**Dataset entries:**

++++++

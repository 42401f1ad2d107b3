//! A FIFO work queue shared by the scheduler's worker threads.
//!
//! Adapted from `git-branchless-test::worker::WorkQueue`: an unbounded
//! `crossbeam-channel` with dedup-by-acceptance, so that a task which is
//! both a re-enqueued branch successor and already present in the initial
//! task set (§5: "concurrent workers may attempt to process the same
//! node") is only ever handed to one worker.

use std::collections::HashSet;
use std::fmt::Debug;
use std::hash::Hash;
use std::sync::{Arc, Mutex};

use crossbeam::channel::{Receiver, RecvError, SendError, Sender};
use tracing::debug;

pub(crate) trait Job: Clone + Copy + Debug + Eq + Hash {}
impl<T: Clone + Copy + Debug + Eq + Hash> Job for T {}

#[derive(Clone)]
pub(crate) struct WorkQueue<J: Job> {
    job_tx: Arc<Mutex<Option<Sender<J>>>>,
    job_rx: Receiver<J>,
    accepted_jobs: Arc<Mutex<HashSet<J>>>,
}

impl<J: Job> WorkQueue<J> {
    pub fn new() -> Self {
        let (job_tx, job_rx) = crossbeam::channel::unbounded();
        Self {
            job_tx: Arc::new(Mutex::new(Some(job_tx))),
            job_rx,
            accepted_jobs: Default::default(),
        }
    }

    /// Enqueues additional jobs without disturbing jobs already queued.
    pub fn set(&self, jobs: Vec<J>) {
        let job_tx = self.job_tx.lock().unwrap();
        let job_tx = match job_tx.as_ref() {
            Some(job_tx) => job_tx,
            None => {
                debug!(?jobs, "tried to enqueue jobs on a closed work queue");
                return;
            }
        };
        for job in jobs {
            debug!(?job, "scheduling job");
            if let Err(SendError(job)) = job_tx.send(job) {
                debug!(?job, "failed to schedule job; queue disconnected");
            }
        }
    }

    /// Closes the queue: no further jobs may be enqueued, and once drained
    /// every `pop_blocking` call returns `None`.
    pub fn close(&self) {
        let mut job_tx = self.job_tx.lock().unwrap();
        *job_tx = None;
    }

    /// Blocks until a job is available or the queue is closed and drained.
    /// Skips jobs already handed to some worker, so the same commit is
    /// never merged concurrently by two workers.
    pub fn pop_blocking(&self) -> Option<J> {
        loop {
            match self.job_rx.recv() {
                Ok(job) => {
                    let mut accepted = self.accepted_jobs.lock().unwrap();
                    if accepted.insert(job) {
                        return Some(job);
                    }
                    debug!(?job, "skipped already-accepted job");
                }
                Err(RecvError) => return None,
            }
        }
    }
}
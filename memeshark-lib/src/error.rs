//! Error types for the deduplication engine (§7).
//!
//! `StoreError` is what a `StoreGateway` implementation returns. `CoreError`
//! is what the driver surfaces to its caller — only the fatal kinds from
//! §7's propagation policy ever reach this far; per-commit errors are
//! logged with the offending `commit_id` and swallowed by the worker.

use thiserror::Error;

use crate::model::{CesId, CommitId};

/// Errors raised by a `StoreGateway` implementation.
#[derive(Debug, Error)]
pub enum StoreError {
    /// A transport-level failure talking to the document store.
    #[error("store unavailable: {0}")]
    Unavailable(String),

    /// A required singleton document (project, VCS system, commit, CES) was
    /// not found.
    #[error("not found: {0}")]
    NotFound(String),

    /// No project with the given name exists.
    #[error("project not found: {0}")]
    ProjectMissing(String),
}

/// Fatal errors surfaced by the driver. Everything else is logged and
/// skipped at the point it occurs.
#[derive(Debug, Error)]
pub enum CoreError {
    #[error("project {0:?} not found")]
    ProjectMissing(String),

    #[error("store unavailable: {0}")]
    StoreUnavailable(String),
}

impl From<StoreError> for CoreError {
    fn from(err: StoreError) -> Self {
        match err {
            StoreError::ProjectMissing(name) => CoreError::ProjectMissing(name),
            StoreError::Unavailable(msg) => CoreError::StoreUnavailable(msg),
            StoreError::NotFound(msg) => CoreError::StoreUnavailable(msg),
        }
    }
}

/// A non-fatal error encountered while merging a single commit. Carries the
/// commit so the driver's aggregate statistics and logs can cite it.
#[derive(Debug, Error)]
#[error("error merging commit {commit_id}: {source}")]
pub struct MergeError {
    pub commit_id: CommitId,
    #[source]
    pub source: MergeErrorKind,
}

#[derive(Debug, Error)]
pub enum MergeErrorKind {
    #[error("store error: {0}")]
    Store(#[from] StoreError),

    /// Raised while resolving `ce.ce_parent_id` during the parent-repair
    /// step (§4.4 step 4) when the referenced CES cannot be found at all
    /// (neither kept nor in the deletion set). Logged and the key is
    /// skipped, per §7.
    #[error("dangling ce_parent_id {0} on CES")]
    DanglingParent(CesId),
}
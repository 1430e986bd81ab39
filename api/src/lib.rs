pub mod auth;
pub mod comments;
pub mod config;
pub mod corrections;
pub mod db;
pub mod error;
pub mod ledger;
pub mod posts;
pub mod suggest;
pub mod votes;

use std::sync::Arc;

use axum::{
    routing::{get, patch, post},
    Router,
};
use tower_http::trace::TraceLayer;

use crate::corrections::BestChoicePolicy;
use crate::suggest::Suggester;

pub type DbPool = r2d2::Pool<r2d2_sqlite::SqliteConnectionManager>;

#[derive(Clone)]
pub struct AppState {
    pub db: DbPool,
    pub jwt_secret: String,
    pub best_choice: BestChoicePolicy,
    pub suggester: Option<Arc<dyn Suggester>>,
}

pub fn router(state: AppState) -> Router {
    Router::new()
        .route("/api/health", get(|| async { "ok" }))
        // Posts
        .route("/api/posts", get(posts::list_posts).post(posts::create_post))
        .route("/api/posts/{id}", get(posts::get_post))
        .route(
            "/api/posts/{id}/corrections",
            get(corrections::list_corrections),
        )
        // Comments
        .route("/api/comments", post(comments::create_comment))
        .route("/api/comments/{post_id}", get(comments::list_comments))
        // Votes
        .route("/api/votes", get(votes::get_votes).post(votes::cast_vote))
        // Corrections
        .route("/api/corrections", post(corrections::create_correction))
        .route("/api/corrections/vote", post(corrections::vote_correction))
        .route(
            "/api/corrections/{post_id}/best/{correction_id}",
            patch(corrections::set_best),
        )
        // Suggestions
        .route("/api/suggest", post(suggest::suggest))
        .layer(TraceLayer::new_for_http())
        .with_state(state)
}
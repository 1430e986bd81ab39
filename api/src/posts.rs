use axum::{
    extract::{Path, State},
    http::HeaderMap,
    Json,
};
use redline_shared::{CreatePost, Post, PostDetail};
use rusqlite::{params, Connection, OptionalExtension};

use crate::db::{self, POST_COLUMNS};
use crate::error::{AppError, AppResult};
use crate::{auth, corrections, AppState};

pub fn load(conn: &Connection, post_id: i64) -> AppResult<Post> {
    conn.query_row(
        &format!("SELECT {POST_COLUMNS} FROM posts p WHERE p.id = ?1"),
        [post_id],
        db::post_from_row,
    )
    .optional()?
    .ok_or(AppError::NotFound)
}

pub fn ensure_exists(conn: &Connection, post_id: i64) -> AppResult<()> {
    conn.query_row("SELECT 1 FROM posts WHERE id = ?1", [post_id], |_| Ok(()))
        .optional()?
        .ok_or(AppError::NotFound)
}

/// Newest first.
pub fn list(conn: &Connection) -> AppResult<Vec<PostDetail>> {
    let mut stmt = conn.prepare(&format!(
        "SELECT {POST_COLUMNS} FROM posts p ORDER BY p.created_at DESC, p.id DESC"
    ))?;
    let posts = stmt
        .query_map([], db::post_from_row)?
        .collect::<Result<Vec<_>, _>>()?;

    posts
        .into_iter()
        .map(|post| {
            let corrections = corrections::ranked(conn, post.id)?;
            Ok(PostDetail { post, corrections })
        })
        .collect()
}

pub fn insert(conn: &Connection, author_id: i64, payload: &CreatePost) -> AppResult<Post> {
    let title = ammonia::clean(&payload.title);
    let content = ammonia::clean(&payload.content);

    if title.trim().is_empty() || content.trim().is_empty() {
        return Err(AppError::Validation(
            "A post needs a title and some content".into(),
        ));
    }

    conn.execute(
        "INSERT INTO posts (title, content, category, author_id) VALUES (?1, ?2, ?3, ?4)",
        params![
            title.trim(),
            content.trim(),
            payload.category.as_str(),
            author_id
        ],
    )?;

    load(conn, conn.last_insert_rowid())
}

pub fn set_suggestion(conn: &Connection, post_id: i64, suggestion: &str) -> AppResult<()> {
    let affected = conn.execute(
        "UPDATE posts SET suggestion = ?1 WHERE id = ?2",
        params![suggestion, post_id],
    )?;
    if affected == 0 {
        return Err(AppError::NotFound);
    }
    Ok(())
}

// ── Handlers ──

/// GET /api/posts
pub async fn list_posts(State(state): State<AppState>) -> AppResult<Json<Vec<PostDetail>>> {
    let posts = db::run(&state.db, |conn| list(conn)).await?;
    Ok(Json(posts))
}

/// GET /api/posts/:id
pub async fn get_post(
    State(state): State<AppState>,
    Path(id): Path<i64>,
) -> AppResult<Json<PostDetail>> {
    let detail = db::run(&state.db, move |conn| {
        let post = load(conn, id)?;
        let corrections = corrections::ranked(conn, id)?;
        Ok(PostDetail { post, corrections })
    })
    .await?;

    Ok(Json(detail))
}

/// POST /api/posts
pub async fn create_post(
    State(state): State<AppState>,
    headers: HeaderMap,
    Json(payload): Json<CreatePost>,
) -> AppResult<Json<Post>> {
    let author_id = auth::extract_user_id(&headers, &state.jwt_secret)?;

    let post = db::run(&state.db, move |conn| insert(conn, author_id, &payload)).await?;
    tracing::info!(post_id = post.id, author_id, "post created");

    Ok(Json(post))
}

#[cfg(test)]
mod tests {
    use redline_shared::Category;

    use super::*;
    use crate::db::testing;

    fn draft(title: &str, content: &str) -> CreatePost {
        CreatePost {
            title: title.into(),
            content: content.into(),
            category: Category::Writing,
        }
    }

    #[test]
    fn insert_returns_canonical_post() {
        let (pool, _dir) = testing::pool();
        let conn = pool.get().unwrap();

        let post = insert(&conn, 3, &draft("  Essay ", "The cat sit on the mat.")).unwrap();
        assert_eq!(post.title, "Essay");
        assert_eq!(post.author_id, 3);
        assert_eq!(post.category, Category::Writing);
        assert!(post.suggestion.is_none());
        assert!(post.best_correction_id.is_none());
    }

    #[test]
    fn blank_content_is_a_validation_error() {
        let (pool, _dir) = testing::pool();
        let conn = pool.get().unwrap();

        let err = insert(&conn, 3, &draft("Essay", "   ")).unwrap_err();
        assert!(matches!(err, AppError::Validation(_)));
        assert!(list(&conn).unwrap().is_empty());
    }

    #[test]
    fn list_is_newest_first() {
        let (pool, _dir) = testing::pool();
        let conn = pool.get().unwrap();

        let older = insert(&conn, 1, &draft("One", "first")).unwrap();
        let newer = insert(&conn, 1, &draft("Two", "second")).unwrap();
        let ids: Vec<i64> = list(&conn).unwrap().iter().map(|d| d.post.id).collect();
        assert_eq!(ids, vec![newer.id, older.id]);
    }

    #[test]
    fn suggestion_on_missing_post_is_not_found() {
        let (pool, _dir) = testing::pool();
        let conn = pool.get().unwrap();
        assert!(matches!(
            set_suggestion(&conn, 77, "Try 'sits'."),
            Err(AppError::NotFound)
        ));
    }
}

++++++

Please transcribe the data exactly from its first line. End with the line that contains "use std::collections::HashSet;".

**Result of this exercise:**
repository 42401f1ad2d107b3
//! A FIFO work queue shared by the scheduler's worker threads.
//!
//! Adapted from `git-branchless-test::worker::WorkQueue`: an unbounded
//! `crossbeam-channel` with dedup-by-acceptance, so that a task which is
//! both a re-enqueued branch successor and already present in the initial
//! task set (§5: "concurrent workers may attempt to process the same
//! node") is only ever handed to one worker.

use std::collections::HashSet;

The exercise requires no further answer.